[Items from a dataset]
· · · · · · ·

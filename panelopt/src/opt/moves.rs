use panelcut::entities::PartInstance;
use rand::Rng;
use rand::rngs::SmallRng;

/// Kinds of local moves on a part ordering, with their selection weights
#[derive(Clone, Copy, Debug, PartialEq, Eq)]
pub enum MoveKind {
    Swap,
    Reinsert,
    ReverseRun,
    BlockSwap,
    PromoteConstrained,
}

impl MoveKind {
    pub const WEIGHTED: [(MoveKind, u32); 5] = [
        (MoveKind::Swap, 35),
        (MoveKind::Reinsert, 25),
        (MoveKind::ReverseRun, 15),
        (MoveKind::BlockSwap, 15),
        (MoveKind::PromoteConstrained, 10),
    ];

    pub fn sample(rng: &mut SmallRng) -> MoveKind {
        let total: u32 = Self::WEIGHTED.iter().map(|(_, w)| w).sum();
        let mut pick = rng.random_range(0..total);
        for (kind, weight) in Self::WEIGHTED {
            if pick < weight {
                return kind;
            }
            pick -= weight;
        }
        unreachable!("pick is always smaller than the total weight")
    }
}

/// A reversible modification of a part ordering.
#[derive(Clone, Copy, Debug, PartialEq, Eq)]
pub enum Move {
    /// Swaps the elements at both positions
    Swap { i: usize, j: usize },
    /// Removes the element at `from` and inserts it at `to`
    Reinsert { from: usize, to: usize },
    /// Reverses the run `start..end`
    ReverseRun { start: usize, end: usize },
    /// Swaps the adjacent blocks `start..start+len` and `start+len..start+2*len`
    BlockSwap { start: usize, len: usize },
}

impl Move {
    pub fn apply(&self, order: &mut Vec<usize>) {
        match *self {
            Move::Swap { i, j } => order.swap(i, j),
            Move::Reinsert { from, to } => {
                let elem = order.remove(from);
                order.insert(to, elem);
            }
            Move::ReverseRun { start, end } => order[start..end].reverse(),
            Move::BlockSwap { start, len } => order[start..start + 2 * len].rotate_left(len),
        }
    }

    /// The move that undoes `self`
    pub fn inverse(&self) -> Move {
        match *self {
            Move::Reinsert { from, to } => Move::Reinsert { from: to, to: from },
            other => other,
        }
    }

    /// Samples a move of the given kind that is applicable to `order`.
    /// Returns `None` if the ordering is too short (or has no constrained part to promote).
    pub fn sample(
        kind: MoveKind,
        order: &[usize],
        parts: &[PartInstance],
        rng: &mut SmallRng,
    ) -> Option<Move> {
        let n = order.len();
        if n < 2 {
            return None;
        }
        match kind {
            MoveKind::Swap => {
                let i = rng.random_range(0..n);
                let j = (i + rng.random_range(1..n)) % n;
                Some(Move::Swap { i, j })
            }
            MoveKind::Reinsert => {
                let from = rng.random_range(0..n);
                let to = (from + rng.random_range(1..n)) % n;
                Some(Move::Reinsert { from, to })
            }
            MoveKind::ReverseRun => {
                let len = rng.random_range(2..=usize::min(8, n));
                let start = rng.random_range(0..=n - len);
                Some(Move::ReverseRun {
                    start,
                    end: start + len,
                })
            }
            MoveKind::BlockSwap => {
                if n < 4 {
                    return None;
                }
                let len = rng.random_range(2..=usize::min(4, n / 2));
                let start = rng.random_range(0..=n - 2 * len);
                Some(Move::BlockSwap { start, len })
            }
            MoveKind::PromoteConstrained => {
                //constrained instances that are not already at the front
                let candidates: Vec<usize> = (1..n).filter(|&p| parts[order[p]].is_constrained()).collect();
                if candidates.is_empty() {
                    return None;
                }
                let from = candidates[rng.random_range(0..candidates.len())];
                let to = rng.random_range(0..from);
                Some(Move::Reinsert { from, to })
            }
        }
    }
}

· · · · · · ·

# YOUR INSTRUCTIONS
Print the entries once more, character for character.

# SOLUTION
filename panelopt/src/opt/moves.rs
use panelcut::entities::PartInstance;
use rand::Rng;
use rand::rngs::SmallRng;

/// Kinds of local moves on a part ordering, with their selection weights
#[derive(Clone, Copy, Debug, PartialEq, Eq)]
pub enum MoveKind {
    Swap,
    Reinsert,
    ReverseRun,
    BlockSwap,
    PromoteConstrained,
}

impl MoveKind {
    pub const WEIGHTED: [(MoveKind, u32); 5] = [
        (MoveKind::Swap, 35),
        (MoveKind::Reinsert, 25),
        (MoveKind::ReverseRun, 15),
        (MoveKind::BlockSwap, 15),
        (MoveKind::PromoteConstrained, 10),
    ];

    pub fn sample(rng: &mut SmallRng) -> MoveKind {
        let total: u32 = Self::WEIGHTED.iter().map(|(_, w)| w).sum();
        let mut pick = rng.random_range(0..total);
        for (kind, weight) in Self::WEIGHTED {
            if pick < weight {
                return kind;
            }
            pick -= weight;
        }
        unreachable!("pick is always smaller than the total weight")
    }
}

/// A reversible modification of a part ordering.
#[derive(Clone, Copy, Debug, PartialEq, Eq)]
pub enum Move {
    /// Swaps the elements at both positions
    Swap { i: usize, j: usize },
    /// Removes the element at `from` and inserts it at `to`
    Reinsert { from: usize, to: usize },
    /// Reverses the run `start..end`
    ReverseRun { start: usize, end: usize },
    /// Swaps the adjacent blocks `start..start+len` and `start+len..start+2*len`
    BlockSwap { start: usize, len: usize },
}

impl Move {
    pub fn apply(&self, order: &mut Vec<usize>) {
        match *self {
            Move::Swap { i, j } => order.swap(i, j),
            Move::Reinsert { from, to } => {
                let elem = order.remove(from);
                order.insert(to, elem);
            }
            Move::ReverseRun { start, end } => order[start..end].reverse(),
            Move::BlockSwap { start, len } => order[start..start + 2 * len].rotate_left(len),
        }
    }

    /// The move that undoes `self`
    pub fn inverse(&self) -> Move {
        match *self {
            Move::Reinsert { from, to } => Move::Reinsert { from: to, to: from },
            other => other,
        }
    }

    /// Samples a move of the given kind that is applicable to `order`.
    /// Returns `None` if the ordering is too short (or has no constrained part to promote).
    pub fn sample(
        kind: MoveKind,
        order: &[usize],
        parts: &[PartInstance],
        rng: &mut SmallRng,
    ) -> Option<Move> {
        let n = order.len();
        if n < 2 {
            return None;
        }
        match kind {
            MoveKind::Swap => {
                let i = rng.random_range(0..n);
                let j = (i + rng.random_range(1..n)) % n;
                Some(Move::Swap { i, j })
            }
            MoveKind::Reinsert => {
                let from = rng.random_range(0..n);
                let to = (from + rng.random_range(1..n)) % n;
                Some(Move::Reinsert { from, to })
            }
            MoveKind::ReverseRun => {
                let len = rng.random_range(2..=usize::min(8, n));
                let start = rng.random_range(0..=n - len);
                Some(Move::ReverseRun {
                    start,
                    end: start + len,
                })
            }
            MoveKind::BlockSwap => {
                if n < 4 {
                    return None;
                }
                let len = rng.random_range(2..=usize::min(4, n / 2));
                let start = rng.random_range(0..=n - 2 * len);
                Some(Move::BlockSwap { start, len })
            }
            MoveKind::PromoteConstrained => {
                //constrained instances that are not already at the front
                let candidates: Vec<usize> = (1..n).filter(|&p| parts[order[p]].is_constrained()).collect();
                if candidates.is_empty() {
                    return None;
                }
                let from = candidates[rng.random_range(0..candidates.len())];
                let to = rng.random_range(0..from);
                Some(Move::Reinsert { from, to })
            }
        }
    }
}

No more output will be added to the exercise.